Algo cruzó por el puente, silencioso, ágil, como una enorme rata negra. La barca se tambaleó cuando saltó sobre la proa. Ciri soltó la pértiga y desenvainó la espada.

– Veo que, pese a todo -susurró Eredin Bréacc Glas-, quieres privarnos de tu compañía…

También empuñaba una espada. A la luz fugaz de un rayo, Ciri fue capaz de ver el arma. La hoja era de un solo filo, ligeramente curva, con el borde bruñido y uniformemente afilado; el puño era alargado, el guardamanos consistía en una pieza redonda y calada. Desde el principio quedó claro que el elfo sabía utilizar la espada. De forma inesperada, hizo oscilar la barca, pisando con fuerza en la borda. Ciri se balanceó con destreza, equilibró el peso de la barca con una vigorosa inclinación del cuerpo, y casi de inmediato trató de devolver la jugada, saltando sobre la borda con ambas piernas. El elfo vaciló, pero logró mantener el equilibrio. Y se lanzó a por ella con la espada. Ciri paró el golpe, cubriéndose instintivamente, pues apenas veía nada. Replicó con un tajo veloz por abajo. Eredin lo detuvo, atacó, Ciri devolvió el golpe. De las hojas saltaban haces de chispas como si fueran chisqueros.

Una vez más Eredin zarandeó la barca con fuerza, a punto estuvo de volcarla. Ciri ejecutó una danza, con los brazos extendidos para equilibrarse. Retrocedió hasta la popa y bajó la espada.

– ¿Dónde has aprendido todo eso, Golondrina?

– Te sorprenderías.

– Lo dudo. Eso de que navegando por el río se puede sortear la Barrera, ¿lo has descubierto tú sola o quizá te lo ha revelado algún traidor?

– No tiene importancia.

– Sí la tiene. Y lo averiguaremos. Tenemos nuestros métodos. Pero ahora suelta el arma y regresemos.

– Que te lo has creído.

– Regresemos, Zireael. Auberon te está esperando. Esta noche, te lo aseguro, estará en plena forma y lleno de vigor.

– Que te lo has creído -repitió-. Se le ha ido la mano con ese remedio vigorizante. Ése que tú le diste. ¿No será que no era un vigorizante?

– ¿De qué estás hablando?

– Ha muerto.

Sufrió una fuerte conmoción por la sorpresa. De repente se arrojó sobre ella, haciendo que la barca se tambaleara. Mientras hacían equilibrios, intercambiaron algunos tajos rabiosos, las aguas se llevaban los ruidosos chasquidos del acero. Un rayo iluminó la noche. Un puente pasaba por encima de sus cabezas.
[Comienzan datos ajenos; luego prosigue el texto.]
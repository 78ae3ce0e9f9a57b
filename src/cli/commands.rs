use anyhow::Context;
use clap::{Parser, Subcommand, ValueEnum};
use std::fmt::Write as _;
use std::path::PathBuf;
use std::process::ExitCode;
use std::sync::Arc;
use tracing::{info, warn};

use crate::check::{CheckLedger, CheckOutcome};
use crate::config::LoadTestConfig;
use crate::runner::IterationRunner;
use crate::scenario::{Profile, Scenario};
use crate::scheduler::{GooseRuntime, LoadScheduler};
use crate::transport::HttpTransport;
use crate::verdict::{judge_all, ThresholdVerdict};

/// Command-line interface for favload
#[derive(Parser)]
#[command(name = "favload")]
#[command(about = "Load tests for the favorite-number API", long_about = None)]
#[command(version)]
pub struct Cli {
    /// Raise log verbosity (-v debug, -vv trace)
    #[arg(short, long, action = clap::ArgAction::Count, global = true)]
    pub verbose: u8,

    /// The subcommand to execute
    #[command(subcommand)]
    pub command: Commands,
}

/// Available CLI commands
#[derive(Subcommand)]
pub enum Commands {
    /// Run a staged scenario through Goose
    Run {
        /// Scenario to run (default: FAVLOAD_PROFILE, then stress)
        #[arg(short, long, value_enum)]
        profile: Option<Profile>,

        /// Target base URL (default: BASE_URL, then http://localhost:1323)
        #[arg(long)]
        base_url: Option<String>,

        /// Send the four invalid payloads once per virtual user at start-up
        #[arg(long, default_value_t = false)]
        probe_invalid: bool,

        /// Write the Goose report to this file (.html, .json or .md)
        #[arg(long)]
        report_file: Option<PathBuf>,
    },
    /// Run a single iteration and print the check outcomes
    Once {
        /// Target base URL (default: BASE_URL, then http://localhost:1323)
        #[arg(long)]
        base_url: Option<String>,
    },
    /// Send the four invalid payloads and expect 400 for each
    Probe {
        /// Target base URL (default: BASE_URL, then http://localhost:1323)
        #[arg(long)]
        base_url: Option<String>,
    },
    /// Print the stages, Goose test plan and thresholds of a profile
    Plan {
        /// Profile to show (default: all)
        #[arg(short, long, value_enum)]
        profile: Option<Profile>,

        /// Output format
        #[arg(long, value_enum, default_value_t = PlanFormat::Text)]
        format: PlanFormat,
    },
}

#[derive(Debug, Clone, Copy, PartialEq, Eq, ValueEnum)]
pub enum PlanFormat {
    Text,
    Json,
}

/// Result of a command that completed without an operational error.
#[derive(Debug, Clone, Copy, PartialEq, Eq)]
pub enum RunStatus {
    Passed,
    /// A one-shot check failed or a run breached a threshold
    Failed,
}

impl RunStatus {
    fn from_passed(passed: bool) -> Self {
        if passed {
            RunStatus::Passed
        } else {
            RunStatus::Failed
        }
    }
}

impl From<RunStatus> for ExitCode {
    fn from(status: RunStatus) -> Self {
        match status {
            RunStatus::Passed => ExitCode::SUCCESS,
            RunStatus::Failed => ExitCode::FAILURE,
        }
    }
}

/// Execute a parsed command line.
///
/// `once` and `probe` fail when any check failed, `run` fails when any threshold of
/// the scenario was breached.
pub async fn run_cli(cli: Cli) -> anyhow::Result<RunStatus> {
    match cli.command {
        Commands::Run {
            profile,
            base_url,
            probe_invalid,
            report_file,
        } => {
            let config = resolve_config(base_url.as_deref(), profile)?;
            let ledger = Arc::new(CheckLedger::new());
            let runner = Arc::new(IterationRunner::new(&config, Arc::<CheckLedger>::clone(&ledger)));
            let scenario = config.profile.scenario();

            let stats = GooseRuntime::new(config.base_url.as_str())
                .with_invalid_probe(probe_invalid)
                .with_report_file(report_file)
                .execute(&scenario, runner)
                .await?;

            print_summary(&ledger);
            let verdicts = judge_all(&scenario.thresholds, &stats);
            print_verdicts(&verdicts);
            Ok(thresholds_status(&verdicts))
        }
        Commands::Once { base_url } => {
            let config = resolve_config(base_url.as_deref(), None)?;
            let (runner, ledger) = standalone_runner(&config);
            let mut transport = HttpTransport::new(config.request_timeout)?;

            info!(endpoint = runner.endpoint(), "running single iteration");
            let outcomes = runner.run_iteration(&mut transport).await;
            print_outcomes(&outcomes);
            Ok(checks_status(&ledger))
        }
        Commands::Probe { base_url } => {
            let config = resolve_config(base_url.as_deref(), None)?;
            let (runner, ledger) = standalone_runner(&config);
            let mut transport = HttpTransport::new(config.request_timeout)?;

            info!(endpoint = runner.endpoint(), "probing with invalid payloads");
            let outcomes = runner.test_invalid_data(&mut transport).await;
            print_outcomes(&outcomes);
            Ok(checks_status(&ledger))
        }
        Commands::Plan { profile, format } => {
            let scenarios: Vec<Scenario> = match profile {
                Some(p) => vec![p.scenario()],
                None => Profile::ALL.iter().map(|p| p.scenario()).collect(),
            };
            match format {
                PlanFormat::Text => {
                    for scenario in &scenarios {
                        print!("{}", render_plan(scenario));
                    }
                }
                PlanFormat::Json => {
                    let json = serde_json::to_string_pretty(&scenarios)
                        .context("Failed to serialize scenarios")?;
                    println!("{json}");
                }
            }
            Ok(RunStatus::Passed)
        }
    }
}

/// Environment first, then CLI overrides.
pub(crate) fn resolve_config(
    base_url: Option<&str>,
    profile: Option<Profile>,
) -> anyhow::Result<LoadTestConfig> {
    let mut config = LoadTestConfig::from_env().context("Invalid environment configuration")?;
    if let Some(url) = base_url {
        config = config.with_base_url(url).context("Invalid --base-url")?;
    }
    if let Some(profile) = profile {
        config = config.with_profile(profile);
    }
    Ok(config)
}

fn standalone_runner(config: &LoadTestConfig) -> (IterationRunner, Arc<CheckLedger>) {
    let ledger = Arc::new(CheckLedger::new());
    let runner = IterationRunner::new(config, Arc::<CheckLedger>::clone(&ledger));
    (runner, ledger)
}

pub(crate) fn checks_status(ledger: &CheckLedger) -> RunStatus {
    RunStatus::from_passed(ledger.all_passed())
}

pub(crate) fn thresholds_status(verdicts: &[ThresholdVerdict]) -> RunStatus {
    let breached: Vec<&ThresholdVerdict> = verdicts.iter().filter(|v| !v.passed).collect();
    for verdict in &breached {
        warn!(
            threshold = %verdict.threshold,
            observed = ?verdict.observed,
            "threshold breached"
        );
    }
    RunStatus::from_passed(breached.is_empty())
}

fn print_outcomes(outcomes: &[CheckOutcome]) {
    for outcome in outcomes {
        let mark = if outcome.passed { "✓" } else { "✗" };
        println!("{mark} {}", outcome.name);
    }
}

fn print_summary(ledger: &CheckLedger) {
    let summaries = ledger.summaries();
    if summaries.is_empty() {
        println!("No checks recorded.");
        return;
    }
    println!();
    println!("Checks ({} outcomes):", ledger.total());
    for summary in summaries {
        println!("  {summary}");
    }
}

fn print_verdicts(verdicts: &[ThresholdVerdict]) {
    if verdicts.is_empty() {
        println!("No thresholds for this profile.");
        return;
    }
    println!();
    println!("Thresholds:");
    for verdict in verdicts {
        println!("  {verdict}");
    }
}

/// Human-readable description of one scenario.
pub(crate) fn render_plan(scenario: &Scenario) -> String {
    let mut out = String::new();
    let _ = writeln!(
        out,
        "{} ({}s, peak {} users)",
        scenario.profile,
        scenario.total_duration().as_secs(),
        scenario.peak_users()
    );
    for (i, stage) in scenario.stages.iter().enumerate() {
        let _ = writeln!(
            out,
            "  stage {}: {:>4}s -> {} users",
            i + 1,
            stage.duration.as_secs(),
            stage.target
        );
    }
    let _ = writeln!(out, "  goose test plan: {}", scenario.test_plan());
    if scenario.thresholds.is_empty() {
        let _ = writeln!(out, "  thresholds: none");
    } else {
        for threshold in &scenario.thresholds {
            let _ = writeln!(out, "  threshold: {threshold}");
        }
    }
    out
}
Uno de los últimos puentes de Tir ná Lia. ¿O acaso el último?

– Seguro que comprendes, Golondrina -dijo con voz ronca-, que tan sólo estás aplazando lo inevitable. No puedo permitir que te vayas de aquí.

– ¿Por qué no? Auberon ha muerto. Y yo no soy nadie, no tengo la menor importancia. Fuiste tú quien me lo dijo.

– Porque ésa es la verdad. -Alzó la espada-. No significas nada. Eres, si acaso, como la polilla miserable a la que se puede aplastar entre los dedos y reducir a un polvillo brillante, pero que, si se le deja, es capaz de agujerear una tela valiosa. O como un minúsculo grano de pimienta que, si lo masticas por descuido, te puede fastidiar el más fino bocado, obligándote a escupir aquello que habrías deseado paladear. Así eres tú. Nada. Una nada molesta.

Otro relámpago. A su luz Ciri pudo ver lo que quería ver. El elfo tenía la espada levantada y la blandía, apuntando hacia el banco de la embarcación. Contaba con la ventaja de la altura. La próxima acometida la tenía que ganar.